As a method for controlling the stop position of the engine, there are proposed methods for executing fuel cut when a specific cylinder comes to a position of a predetermined crank angle, and for stopping the engine at a predetermined position by setting a predicted value of a compression torque at the time of stopping the engine and by producing a counter torque equivalent to the predicted compression torque to establish a balance.
Also, there is proposed an engine start apparatus in which the starter is rotated in a normal direction after the engine stop, and if the crank angle is at the crank angle stop position at which the starting torque of a starter becomes large, the crankshaft is rotated in a reverse direction to a crank angle stop position at which a starting torque becomes small before the next engine start, thereby improving the starting performance at the time of starting the engine. This method is disclosed in the Japanese Patent Application Laid-Open under No. 2000-283010.
Further, there is known the engine start apparatus for executing the next engine start by combusting the fuel in the cylinder supplied during the expansion stroke at the time of the engine stop. This method is disclosed in the Japanese Patent Application Laid-Open under No. 2002-4985.
However, in the method for executing the fuel cut at the predetermined crank angle for the specific cylinder in order to stop the engine at the predetermined position, since the states of engine loads of auxiliary machines and the like at the time of executing the fuel cut and the number of engine revolution immediately before the fuel cut are not always constant, the falling manner of the number of the engine revolution after executing the fuel cut until actual stopping of the engine may vary. No matter how small it may be, such a variation finally brings about a large accumulated difference. Consequently, it is practically difficult that the engine stop position is always controlled in a constant manner.

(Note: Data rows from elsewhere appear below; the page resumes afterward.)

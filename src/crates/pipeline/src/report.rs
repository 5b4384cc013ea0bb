//! The run summary appended to `output_summary.txt`.
//!
//! Each section starts with a `------------` rule so that a generation
//! section and one or more detection sections can share the file.

use std::{
    fs::OpenOptions,
    io::{self, Write},
    path::Path,
    time::Duration,
};

use aml_dataset::GenerationSummary;
use aml_primitives::DetectionConfig;
use serde::Serialize;

use crate::runner::{DetectionOutcome, StageTimings};

pub const SUMMARY_FILE: &str = "output_summary.txt";

const RULE: &str = "------------";

fn millis(d: Duration) -> f64 {
    d.as_nanos() as f64 / 1_000_000.0
}

/// Stage durations in milliseconds.
#[derive(Debug, Clone, Copy, PartialEq, Serialize)]
pub struct StageMillis {
    pub loading: f64,
    pub matching: f64,
    pub building: f64,
    pub scoring: f64,
    pub similarity: f64,
    pub merging: f64,
    pub persisting: f64,
    pub total: f64,
}

impl From<&StageTimings> for StageMillis {
    fn from(t: &StageTimings) -> Self {
        Self {
            loading: millis(t.loading),
            matching: millis(t.matching),
            building: millis(t.building),
            scoring: millis(t.scoring),
            similarity: millis(t.similarity),
            merging: millis(t.merging),
            persisting: millis(t.persisting),
            total: millis(t.total()),
        }
    }
}

/// Detection results measured against what the generator planted.
#[derive(Debug, Clone, Copy, PartialEq, Eq, Serialize)]
pub struct DetectionRatings {
    pub groups_found: usize,
    pub groups_generated: usize,
    pub accounts_found: usize,
    pub accounts_generated: usize,
}

#[derive(Debug, Clone, Serialize)]
pub struct RunReport {
    pub parameters: DetectionConfig,
    pub nodes: usize,
    pub transactions: usize,
    pub skipped_records: usize,
    pub matched_pairs: usize,
    pub build_failures: usize,
    pub graph_accounts: usize,
    pub graph_edges: usize,
    pub candidates: usize,
    pub dense_pairs: usize,
    pub groups: usize,
    pub labeled_accounts: usize,
    pub group_members: Vec<Vec<u64>>,
    pub stage_ms: StageMillis,
    #[serde(skip_serializing_if = "Option::is_none")]
    pub ratings: Option<DetectionRatings>,
}

impl RunReport {
    pub fn new(config: &DetectionConfig, outcome: &DetectionOutcome) -> Self {
        Self {
            parameters: config.clone(),
            nodes: outcome.node_count,
            transactions: outcome.transaction_count,
            skipped_records: outcome.skipped_records,
            matched_pairs: outcome.matched_pairs,
            build_failures: outcome.build.failures,
            graph_accounts: outcome.graph_accounts,
            graph_edges: outcome.graph_edges,
            candidates: outcome.candidates.len(),
            dense_pairs: outcome.dense_pairs.len(),
            groups: outcome.groups.len(),
            labeled_accounts: outcome.labeled,
            group_members: outcome
                .groups
                .iter()
                .map(|g| g.members().iter().map(|m| m.get()).collect())
                .collect(),
            stage_ms: StageMillis::from(&outcome.timings),
            ratings: None,
        }
    }

    pub fn with_generation(mut self, generated: &GenerationSummary) -> Self {
        self.ratings = Some(DetectionRatings {
            groups_found: self.groups,
            groups_generated: generated.ml_groups,
            accounts_found: self.labeled_accounts,
            accounts_generated: generated.ml_accounts,
        });
        self
    }

    pub fn render(&self) -> String {
        let p = &self.parameters;
        let t = &self.stage_ms;
        let mut out = format!(
            "\n{RULE}\n\
             Start of algorithm\n\
             Parameters:\n\
             degreeConstant: {}\n\
             densePairConstant: {}\n\
             amountThreshold: {}\n\
             allowedAmountDifference: {}\n\
             allowedTimeDifference: {} ({:?})\n\
             demo: {}\n\
             {RULE}\n\
             Report ..\n\
             Total number of nodes: {}\n\
             Total number of transactions: {}\n\
             Skipped input records: {}\n\
             Total number of matched transactions: {}\n\
             Total number of matched transactions nodes: {}\n\
             Failed pairs: {}\n\
             Total number of balanced scored nodes: {}\n\
             Total number of dense pairs: {}\n\
             Total number of ML groups: {}\n\
             Total number of ML accounts: {}\n",
            p.degree_constant,
            p.dense_pair_constant,
            p.amount_threshold,
            p.allowed_amount_difference,
            p.allowed_time_difference,
            p.time_difference_mode,
            p.demo,
            self.nodes,
            self.transactions,
            self.skipped_records,
            self.matched_pairs,
            self.graph_accounts,
            self.build_failures,
            self.candidates,
            self.dense_pairs,
            self.groups,
            self.labeled_accounts,
        );
        if let Some(r) = &self.ratings {
            out.push_str(&format!(
                "ML detection of group rating: {} / {}\n\
                 ML detection of accounts rating: {} / {}\n",
                r.groups_found, r.groups_generated, r.accounts_found, r.accounts_generated
            ));
        }
        out.push_str(&format!(
            "Timeframe ..\n\
             Total time to load input (ms): {:.3}\n\
             Total time to find matching pair (ms): {:.3}\n\
             Total time to generate graph (ms): {:.3}\n\
             Total time to calculate balance score (ms): {:.3}\n\
             Total time to Similar Nodes (SHRINK) (ms): {:.3}\n\
             Total time to identity groups (ms): {:.3}\n\
             Total time to persist graph (ms): {:.3}\n\
             Total time of detection (ms): {:.3}\n",
            t.loading, t.matching, t.building, t.scoring, t.similarity, t.merging, t.persisting, t.total
        ));
        out
    }

    pub fn to_json(&self) -> serde_json::Result<String> {
        serde_json::to_string_pretty(self)
    }

    pub fn append_to(&self, path: impl AsRef<Path>) -> io::Result<()> {
        append_section(path, &self.render())
    }
}

/// Appends `text` to `path`, creating the file if needed.
pub fn append_section(path: impl AsRef<Path>, text: &str) -> io::Result<()> {
    let mut file = OpenOptions::new().create(true).append(true).open(path)?;
    file.write_all(text.as_bytes())?;
    file.flush()
}

#[cfg(test)]
mod tests {
    use super::*;

    fn sample_outcome() -> DetectionOutcome {
        DetectionOutcome {
            node_count: 12,
            transaction_count: 40,
            matched_pairs: 9,
            graph_accounts: 6,
            timings: StageTimings {
                matching: Duration::from_millis(2),
                ..Default::default()
            },
            ..Default::default()
        }
    }

    #[test]
    fn render_lists_counts_and_parameters() {
        let config = DetectionConfig::default();
        let text = RunReport::new(&config, &sample_outcome()).render();
        assert!(text.contains("degreeConstant: 0.1\n"));
        assert!(text.contains("Total number of nodes: 12\n"));
        assert!(text.contains("Total number of matched transactions: 9\n"));
        assert!(text.contains("Total time to find matching pair (ms): 2.000\n"));
        assert!(!text.contains("rating"));
    }

    #[test]
    fn ratings_come_from_generation() {
        let config = DetectionConfig::default();
        let generated = GenerationSummary {
            node_count: 12,
            clean_transaction_count: 3,
            clean_transactions_written: 6,
            ml_transactions_written: 24,
            ml_groups: 2,
            ml_accounts: 5,
            node_creation: Duration::ZERO,
            transaction_creation: Duration::ZERO,
            ml_creation: Duration::ZERO,
        };
        let report = RunReport::new(&config, &sample_outcome()).with_generation(&generated);
        assert!(report.render().contains("ML detection of group rating: 0 / 2\n"));
        assert!(report.render().contains("ML detection of accounts rating: 0 / 5\n"));

        let json: serde_json::Value = serde_json::from_str(&report.to_json().unwrap()).unwrap();
        assert_eq!(json["ratings"]["groups_generated"], 2);
        assert_eq!(json["parameters"]["degree_constant"], 0.1);
        assert_eq!(json["stage_ms"]["matching"], 2.0);
    }

    #[test]
    fn sections_are_appended() -> anyhow::Result<()> {
        let dir = tempfile::tempdir()?;
        let path = dir.path().join(SUMMARY_FILE);
        append_section(&path, "generated\n")?;
        let config = DetectionConfig::default();
        let report = RunReport::new(&config, &sample_outcome());
        report.append_to(&path)?;
        report.append_to(&path)?;

        let text = std::fs::read_to_string(&path)?;
        assert!(text.starts_with("generated\n"));
        assert_eq!(text.matches("Start of algorithm").count(), 2);
        Ok(())
    }
}
//! Scoped ownership of the graph for one detection run.
//!
//! A [`GraphSession`] holds the in-memory [`TransactionGraph`] and, when a
//! store directory is given, the sled [`GraphStore`] that receives the final
//! snapshot. Dropping the session flushes the store on every exit path.

use std::path::Path;

use aml_primitives::TransactionGraph;
use aml_storage::{GraphStore, PersistSummary, StoreError};
use log::{info, warn};

pub struct GraphSession {
    graph: TransactionGraph,
    store: Option<GraphStore>,
    closed: bool,
}

impl GraphSession {
    pub fn in_memory() -> Self {
        info!("starting in-memory graph session");
        Self {
            graph: TransactionGraph::new(),
            store: None,
            closed: false,
        }
    }

    /// Resets the store at `path` before anything else runs. A store that
    /// cannot be reset aborts the run.
    pub fn with_store(path: impl AsRef<Path>) -> Result<Self, StoreError> {
        let store = GraphStore::open_fresh(path)?;
        info!("starting graph session backed by {}", store.path().display());
        Ok(Self {
            graph: TransactionGraph::new(),
            store: Some(store),
            closed: false,
        })
    }

    pub fn graph(&self) -> &TransactionGraph {
        &self.graph
    }

    pub fn graph_mut(&mut self) -> &mut TransactionGraph {
        &mut self.graph
    }

    pub fn store(&self) -> Option<&GraphStore> {
        self.store.as_ref()
    }

    /// Writes the current graph into the store. `None` for in-memory sessions.
    pub fn persist(&self) -> Result<Option<PersistSummary>, StoreError> {
        match &self.store {
            Some(store) => store.persist(&self.graph).map(Some),
            None => Ok(None),
        }
    }

    /// Flushes the store and ends the session, surfacing flush errors that
    /// `Drop` can only log.
    pub fn close(mut self) -> Result<(), StoreError> {
        self.closed = true;
        if let Some(store) = &self.store {
            store.flush()?;
        }
        info!("graph session closed");
        Ok(())
    }

    /// Ends the session and hands the graph to the caller.
    pub fn into_graph(mut self) -> TransactionGraph {
        std::mem::take(&mut self.graph)
    }
}

impl Drop for GraphSession {
    fn drop(&mut self) {
        if self.closed {
            return;
        }
        if let Some(store) = &self.store {
            if let Err(e) = store.flush() {
                warn!("failed to flush graph store on shutdown: {}", e);
            }
        }
        info!("graph session shut down");
    }
}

In the method for controlling the engine stop position by utilizing the balance with the compression torque at the time of stopping the engine, first, it is difficult to accurately predict the value of the compression torque. This is because the value of the compression torque is affected by an air amount leaking out via a piston ring and is varied by the speed of the vehicle. Further, a large motor is needed because a large torque has to be produced in order to balance with the compression torque, and hence the power consumption becomes large.
In the method for moving the crank angle to the position at which the starting torque becomes small by utilizing the motor after stopping the engine, since a large torque is needed to rotate the crankshaft after stopping the engine, a large motor is needed, after all.
On the other hand, as to the start control of the engine, by controlling the engine stop position, the necessary torque at the time of starting can be small and a motor for the engine start used at the time of idling stop can be miniaturized, as explained above. However, as the motor for starting is miniaturized, the possible output torque becomes small. As a result, there occurs a problem that the time until the completion of the first explosion of the engine becomes long.
Also, when the motor for starting is miniaturized, falling of the torque when the number of engine revolution increases becomes large. This is especially remarkable in a low voltage battery about 12V. Therefore, even if a piston of the cylinder in the compression stroke can get over the first compression stroke top dead center by the motoring by the starter motor, the piston may not get over the next compression stroke top dead center because enough inertia energy of the engine cannot be generated due to the decreasing outputting torque of the starter motor when the number of engine revolution increases. In the worst case, the motor may lock around the top dead center.
Further, there may also occur a problem that the time until the completion of the first explosion becomes long because it takes considerable time to determine the cylinder when the number of engine revolution is low.